## Materials provided
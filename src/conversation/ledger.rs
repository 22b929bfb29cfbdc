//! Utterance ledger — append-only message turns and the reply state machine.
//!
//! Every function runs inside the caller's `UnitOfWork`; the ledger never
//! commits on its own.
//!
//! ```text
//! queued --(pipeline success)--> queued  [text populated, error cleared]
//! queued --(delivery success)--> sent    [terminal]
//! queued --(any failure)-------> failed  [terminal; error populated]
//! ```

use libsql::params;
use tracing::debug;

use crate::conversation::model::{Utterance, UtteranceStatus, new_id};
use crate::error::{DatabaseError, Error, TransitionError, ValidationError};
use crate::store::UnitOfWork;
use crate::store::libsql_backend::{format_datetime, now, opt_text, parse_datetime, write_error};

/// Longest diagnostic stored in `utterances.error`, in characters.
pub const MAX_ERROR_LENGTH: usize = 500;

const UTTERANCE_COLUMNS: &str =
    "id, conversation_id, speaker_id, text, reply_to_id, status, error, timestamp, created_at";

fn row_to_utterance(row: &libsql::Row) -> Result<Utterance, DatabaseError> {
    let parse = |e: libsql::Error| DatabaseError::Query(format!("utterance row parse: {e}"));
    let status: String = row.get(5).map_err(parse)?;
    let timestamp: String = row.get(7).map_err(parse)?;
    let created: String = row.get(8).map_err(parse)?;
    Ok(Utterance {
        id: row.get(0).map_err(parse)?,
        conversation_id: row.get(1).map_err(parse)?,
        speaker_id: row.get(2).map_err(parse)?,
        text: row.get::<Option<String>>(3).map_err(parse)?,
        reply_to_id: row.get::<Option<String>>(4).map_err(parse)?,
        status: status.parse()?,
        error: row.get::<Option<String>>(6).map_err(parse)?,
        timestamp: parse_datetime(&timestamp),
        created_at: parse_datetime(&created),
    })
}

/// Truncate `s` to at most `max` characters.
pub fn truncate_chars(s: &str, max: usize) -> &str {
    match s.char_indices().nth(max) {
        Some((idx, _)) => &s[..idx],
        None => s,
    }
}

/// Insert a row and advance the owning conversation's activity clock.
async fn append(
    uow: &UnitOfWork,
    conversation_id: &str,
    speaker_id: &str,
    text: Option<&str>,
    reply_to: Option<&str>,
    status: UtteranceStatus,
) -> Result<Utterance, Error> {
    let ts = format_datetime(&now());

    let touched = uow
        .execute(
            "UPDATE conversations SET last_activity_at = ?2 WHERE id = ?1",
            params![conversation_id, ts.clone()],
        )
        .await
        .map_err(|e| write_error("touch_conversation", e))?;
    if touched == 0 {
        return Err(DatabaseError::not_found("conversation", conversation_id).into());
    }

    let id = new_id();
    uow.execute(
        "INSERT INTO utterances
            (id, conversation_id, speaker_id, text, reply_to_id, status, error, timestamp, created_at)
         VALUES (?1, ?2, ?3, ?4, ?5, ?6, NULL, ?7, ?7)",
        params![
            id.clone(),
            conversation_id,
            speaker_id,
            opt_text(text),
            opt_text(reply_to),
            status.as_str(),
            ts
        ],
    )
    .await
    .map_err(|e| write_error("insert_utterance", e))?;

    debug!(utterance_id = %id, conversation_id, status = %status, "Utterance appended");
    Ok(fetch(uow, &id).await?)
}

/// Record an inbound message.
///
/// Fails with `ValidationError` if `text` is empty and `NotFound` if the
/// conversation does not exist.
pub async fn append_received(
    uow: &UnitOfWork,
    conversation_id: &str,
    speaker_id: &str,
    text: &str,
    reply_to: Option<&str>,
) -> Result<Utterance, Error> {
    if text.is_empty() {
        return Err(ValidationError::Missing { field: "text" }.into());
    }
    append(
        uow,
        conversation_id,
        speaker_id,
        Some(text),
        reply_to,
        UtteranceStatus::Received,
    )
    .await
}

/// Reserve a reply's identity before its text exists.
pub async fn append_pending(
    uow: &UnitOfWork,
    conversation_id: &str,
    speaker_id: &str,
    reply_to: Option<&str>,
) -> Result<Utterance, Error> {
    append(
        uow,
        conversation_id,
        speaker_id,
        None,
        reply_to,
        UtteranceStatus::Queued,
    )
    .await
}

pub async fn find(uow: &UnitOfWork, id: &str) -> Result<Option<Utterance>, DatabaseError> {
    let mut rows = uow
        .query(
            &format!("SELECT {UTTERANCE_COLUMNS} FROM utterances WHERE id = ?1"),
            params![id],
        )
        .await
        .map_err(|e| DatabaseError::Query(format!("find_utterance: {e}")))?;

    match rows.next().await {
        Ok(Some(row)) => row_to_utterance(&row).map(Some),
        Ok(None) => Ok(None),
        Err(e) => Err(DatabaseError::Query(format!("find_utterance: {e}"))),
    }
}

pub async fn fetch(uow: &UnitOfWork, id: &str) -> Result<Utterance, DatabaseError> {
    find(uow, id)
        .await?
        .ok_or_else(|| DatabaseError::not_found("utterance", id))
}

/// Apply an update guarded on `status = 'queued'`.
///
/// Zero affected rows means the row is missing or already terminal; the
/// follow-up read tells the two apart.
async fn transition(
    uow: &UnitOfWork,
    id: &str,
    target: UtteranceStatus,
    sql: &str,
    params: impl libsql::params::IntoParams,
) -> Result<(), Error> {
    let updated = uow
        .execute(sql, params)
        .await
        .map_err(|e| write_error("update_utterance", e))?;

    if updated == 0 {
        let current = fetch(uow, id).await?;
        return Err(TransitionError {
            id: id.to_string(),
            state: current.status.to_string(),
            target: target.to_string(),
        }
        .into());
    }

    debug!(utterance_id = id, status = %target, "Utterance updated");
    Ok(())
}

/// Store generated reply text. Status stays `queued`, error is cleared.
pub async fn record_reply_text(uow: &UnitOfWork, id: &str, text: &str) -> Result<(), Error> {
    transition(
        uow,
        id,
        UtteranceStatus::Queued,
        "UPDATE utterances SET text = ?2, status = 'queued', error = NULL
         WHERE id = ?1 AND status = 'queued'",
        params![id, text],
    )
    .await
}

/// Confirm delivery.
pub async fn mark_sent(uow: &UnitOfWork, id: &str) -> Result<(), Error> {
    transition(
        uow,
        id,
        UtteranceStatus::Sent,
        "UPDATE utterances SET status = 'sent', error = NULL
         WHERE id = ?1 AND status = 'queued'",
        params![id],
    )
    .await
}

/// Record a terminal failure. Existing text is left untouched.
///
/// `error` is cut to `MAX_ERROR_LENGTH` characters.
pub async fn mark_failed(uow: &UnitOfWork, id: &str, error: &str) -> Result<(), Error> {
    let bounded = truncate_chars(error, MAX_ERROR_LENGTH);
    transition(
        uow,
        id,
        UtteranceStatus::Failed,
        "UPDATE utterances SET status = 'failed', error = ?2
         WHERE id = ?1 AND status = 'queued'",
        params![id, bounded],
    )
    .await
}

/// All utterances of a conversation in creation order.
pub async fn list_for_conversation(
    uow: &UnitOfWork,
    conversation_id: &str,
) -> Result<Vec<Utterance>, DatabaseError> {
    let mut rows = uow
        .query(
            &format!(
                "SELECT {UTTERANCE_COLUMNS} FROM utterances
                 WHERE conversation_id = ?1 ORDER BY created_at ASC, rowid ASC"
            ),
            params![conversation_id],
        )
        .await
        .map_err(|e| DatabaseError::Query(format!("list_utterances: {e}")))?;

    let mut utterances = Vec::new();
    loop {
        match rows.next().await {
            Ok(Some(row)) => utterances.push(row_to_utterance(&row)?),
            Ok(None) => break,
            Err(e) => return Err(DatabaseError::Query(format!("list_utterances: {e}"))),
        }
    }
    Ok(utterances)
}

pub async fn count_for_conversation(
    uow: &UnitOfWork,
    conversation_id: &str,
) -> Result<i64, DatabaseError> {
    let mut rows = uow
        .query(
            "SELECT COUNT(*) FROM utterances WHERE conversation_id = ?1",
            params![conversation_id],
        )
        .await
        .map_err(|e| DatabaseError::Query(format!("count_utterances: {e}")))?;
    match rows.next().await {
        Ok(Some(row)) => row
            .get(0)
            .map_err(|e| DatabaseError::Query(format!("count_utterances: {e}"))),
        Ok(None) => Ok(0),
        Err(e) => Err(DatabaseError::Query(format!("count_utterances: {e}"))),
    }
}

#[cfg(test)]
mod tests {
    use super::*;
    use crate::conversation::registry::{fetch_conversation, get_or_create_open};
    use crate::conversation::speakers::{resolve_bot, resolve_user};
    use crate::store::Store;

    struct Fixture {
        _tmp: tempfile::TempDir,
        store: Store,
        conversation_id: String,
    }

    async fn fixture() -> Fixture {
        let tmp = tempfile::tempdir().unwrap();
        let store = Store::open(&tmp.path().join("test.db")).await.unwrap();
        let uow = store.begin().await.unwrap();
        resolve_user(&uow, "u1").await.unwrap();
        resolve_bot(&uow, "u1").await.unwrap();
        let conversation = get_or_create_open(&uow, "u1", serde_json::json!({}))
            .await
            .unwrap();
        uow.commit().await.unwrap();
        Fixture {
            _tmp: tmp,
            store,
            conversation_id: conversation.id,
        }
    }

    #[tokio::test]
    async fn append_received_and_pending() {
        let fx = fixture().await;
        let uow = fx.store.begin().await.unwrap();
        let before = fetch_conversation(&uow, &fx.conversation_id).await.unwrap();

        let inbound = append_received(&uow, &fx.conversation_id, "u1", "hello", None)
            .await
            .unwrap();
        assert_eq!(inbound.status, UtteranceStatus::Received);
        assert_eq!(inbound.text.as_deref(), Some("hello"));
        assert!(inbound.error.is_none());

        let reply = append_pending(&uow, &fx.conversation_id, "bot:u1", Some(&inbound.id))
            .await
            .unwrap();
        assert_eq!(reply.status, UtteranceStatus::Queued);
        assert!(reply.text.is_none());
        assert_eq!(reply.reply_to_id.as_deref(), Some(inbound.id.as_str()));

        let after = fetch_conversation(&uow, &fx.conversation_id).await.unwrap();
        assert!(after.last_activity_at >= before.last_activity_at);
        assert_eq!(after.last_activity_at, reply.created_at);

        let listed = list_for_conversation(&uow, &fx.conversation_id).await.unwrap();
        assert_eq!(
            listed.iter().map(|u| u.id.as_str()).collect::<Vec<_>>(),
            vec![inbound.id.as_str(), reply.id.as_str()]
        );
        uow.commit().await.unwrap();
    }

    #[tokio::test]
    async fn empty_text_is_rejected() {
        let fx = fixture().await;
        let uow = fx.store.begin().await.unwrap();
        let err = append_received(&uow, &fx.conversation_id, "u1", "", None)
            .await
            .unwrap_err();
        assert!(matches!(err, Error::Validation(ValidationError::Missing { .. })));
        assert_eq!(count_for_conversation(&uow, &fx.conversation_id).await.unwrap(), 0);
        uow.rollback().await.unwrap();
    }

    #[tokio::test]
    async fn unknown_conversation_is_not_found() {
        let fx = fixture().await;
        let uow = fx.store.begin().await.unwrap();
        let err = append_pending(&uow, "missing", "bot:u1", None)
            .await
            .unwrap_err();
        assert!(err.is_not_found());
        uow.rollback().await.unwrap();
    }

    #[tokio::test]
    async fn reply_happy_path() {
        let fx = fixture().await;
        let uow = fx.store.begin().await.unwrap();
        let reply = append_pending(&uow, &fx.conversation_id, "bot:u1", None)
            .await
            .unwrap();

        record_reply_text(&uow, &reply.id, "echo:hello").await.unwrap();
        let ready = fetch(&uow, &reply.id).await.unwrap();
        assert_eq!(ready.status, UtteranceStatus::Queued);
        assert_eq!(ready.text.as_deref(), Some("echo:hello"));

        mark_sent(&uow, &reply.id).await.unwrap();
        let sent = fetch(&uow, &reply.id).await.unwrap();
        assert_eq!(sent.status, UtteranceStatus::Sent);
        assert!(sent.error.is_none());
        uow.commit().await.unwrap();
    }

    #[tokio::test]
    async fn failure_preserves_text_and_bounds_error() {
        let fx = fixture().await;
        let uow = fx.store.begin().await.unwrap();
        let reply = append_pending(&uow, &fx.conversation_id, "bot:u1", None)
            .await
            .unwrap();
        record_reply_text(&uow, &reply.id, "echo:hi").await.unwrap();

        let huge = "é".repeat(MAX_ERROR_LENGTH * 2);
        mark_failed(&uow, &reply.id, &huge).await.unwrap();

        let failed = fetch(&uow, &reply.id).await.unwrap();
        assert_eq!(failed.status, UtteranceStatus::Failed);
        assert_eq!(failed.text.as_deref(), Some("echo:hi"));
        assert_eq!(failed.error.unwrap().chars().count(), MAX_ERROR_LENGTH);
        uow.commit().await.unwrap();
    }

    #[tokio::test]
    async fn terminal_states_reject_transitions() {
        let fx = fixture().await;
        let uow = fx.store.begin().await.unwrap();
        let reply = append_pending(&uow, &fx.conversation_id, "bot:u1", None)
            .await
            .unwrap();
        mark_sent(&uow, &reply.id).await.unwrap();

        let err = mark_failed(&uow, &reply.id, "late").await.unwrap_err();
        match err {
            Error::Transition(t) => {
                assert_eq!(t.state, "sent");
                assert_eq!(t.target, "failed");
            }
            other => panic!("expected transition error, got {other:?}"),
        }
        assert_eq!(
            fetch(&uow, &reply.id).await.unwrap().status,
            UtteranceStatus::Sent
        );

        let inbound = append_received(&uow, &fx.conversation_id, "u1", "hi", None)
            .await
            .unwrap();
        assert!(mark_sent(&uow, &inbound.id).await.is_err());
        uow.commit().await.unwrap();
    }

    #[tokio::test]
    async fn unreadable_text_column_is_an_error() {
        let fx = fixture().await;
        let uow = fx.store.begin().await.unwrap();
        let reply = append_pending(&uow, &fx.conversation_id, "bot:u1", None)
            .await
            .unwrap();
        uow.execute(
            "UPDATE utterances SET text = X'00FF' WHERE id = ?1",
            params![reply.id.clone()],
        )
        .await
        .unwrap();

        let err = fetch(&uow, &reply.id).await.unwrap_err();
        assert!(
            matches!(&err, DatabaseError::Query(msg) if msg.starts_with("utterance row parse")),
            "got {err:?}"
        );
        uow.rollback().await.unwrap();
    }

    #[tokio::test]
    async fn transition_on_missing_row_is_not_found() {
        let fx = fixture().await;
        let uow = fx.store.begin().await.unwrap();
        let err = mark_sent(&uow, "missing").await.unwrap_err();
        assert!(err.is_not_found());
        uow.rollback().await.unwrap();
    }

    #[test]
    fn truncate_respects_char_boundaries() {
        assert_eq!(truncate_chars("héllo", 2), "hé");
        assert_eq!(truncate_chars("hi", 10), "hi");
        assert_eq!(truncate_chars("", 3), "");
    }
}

## What to do
What lines in the material above hold the word "Some"? Pull them out.

## Output for this task
        Some((idx, _)) => &s[..idx],
        Some(text),
        Ok(Some(row)) => row_to_utterance(&row).map(Some),
            Ok(Some(row)) => utterances.push(row_to_utterance(&row)?),
        Ok(Some(row)) => row
        assert_eq!(inbound.text.as_deref(), Some("hello"));
        let reply = append_pending(&uow, &fx.conversation_id, "bot:u1", Some(&inbound.id))
        assert_eq!(reply.reply_to_id.as_deref(), Some(inbound.id.as_str()));
        assert_eq!(ready.text.as_deref(), Some("echo:hello"));
        assert_eq!(failed.text.as_deref(), Some("echo:hi"));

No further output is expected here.